→ **Work to be completed**:
Without altering anything, repeat each of the records.

Saved entries

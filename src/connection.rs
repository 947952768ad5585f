use {
    super::*,
    job::Job,
    jobs::Jobs,
    rpc::NodeClient,
    vardiff::Vardiff,
};

/// Subscription id returned to every client; the coordinator does not track
/// per-subscription interest, so this is a constant stub rather than a real
/// correlation id.
const SUBSCRIPTION_ID: &str = "0";

/// Stratum lines longer than this are a framing violation and close the
/// connection outright.
const MAX_LINE_LENGTH: usize = 8 * 1024;

/// A connection that sends this many malformed lines in a row, with no
/// well-formed message in between, is disconnected.
const MAX_MALFORMED_MESSAGES: u32 = 16;

const NTIME_PAST_TOLERANCE: u64 = 600;
const NTIME_FUTURE_TOLERANCE: u64 = 7200;

const RPC_TIMEOUT: Duration = Duration::from_secs(10);

/// `Connected -> Subscribed -> Authorized -> Working`, with no way back to
/// an earlier state: a client that wants a clean slate has to reconnect.
/// `Working` is reached once the first job notify has gone out after
/// authorization; it gates nothing on its own, it's bookkeeping for what a
/// connection has actually seen.
#[derive(Debug, Clone)]
enum State {
    Connected,
    Subscribed {
        enonce1: Extranonce,
        user_agent: Option<String>,
    },
    Authorized {
        enonce1: Extranonce,
        user_agent: Option<String>,
        address: Address,
        workername: String,
    },
    Working {
        enonce1: Extranonce,
        user_agent: Option<String>,
        address: Address,
        workername: String,
    },
}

→ **Answer box**:
filename src/connection.rs
repository 947952768ad5585f
use {
    super::*,
    job::Job,
    jobs::Jobs,
    rpc::NodeClient,
    vardiff::Vardiff,
};

/// Subscription id returned to every client; the coordinator does not track
/// per-subscription interest, so this is a constant stub rather than a real
/// correlation id.
const SUBSCRIPTION_ID: &str = "0";

/// Stratum lines longer than this are a framing violation and close the
/// connection outright.
const MAX_LINE_LENGTH: usize = 8 * 1024;

/// A connection that sends this many malformed lines in a row, with no
/// well-formed message in between, is disconnected.
const MAX_MALFORMED_MESSAGES: u32 = 16;

const NTIME_PAST_TOLERANCE: u64 = 600;
const NTIME_FUTURE_TOLERANCE: u64 = 7200;

const RPC_TIMEOUT: Duration = Duration::from_secs(10);

/// `Connected -> Subscribed -> Authorized -> Working`, with no way back to
/// an earlier state: a client that wants a clean slate has to reconnect.
/// `Working` is reached once the first job notify has gone out after
/// authorization; it gates nothing on its own, it's bookkeeping for what a
/// connection has actually seen.
#[derive(Debug, Clone)]
enum State {
    Connected,
    Subscribed {
        enonce1: Extranonce,
        user_agent: Option<String>,
    },
    Authorized {
        enonce1: Extranonce,
        user_agent: Option<String>,
        address: Address,
        workername: String,
    },
    Working {
        enonce1: Extranonce,
        user_agent: Option<String>,
        address: Address,
        workername: String,
    },
}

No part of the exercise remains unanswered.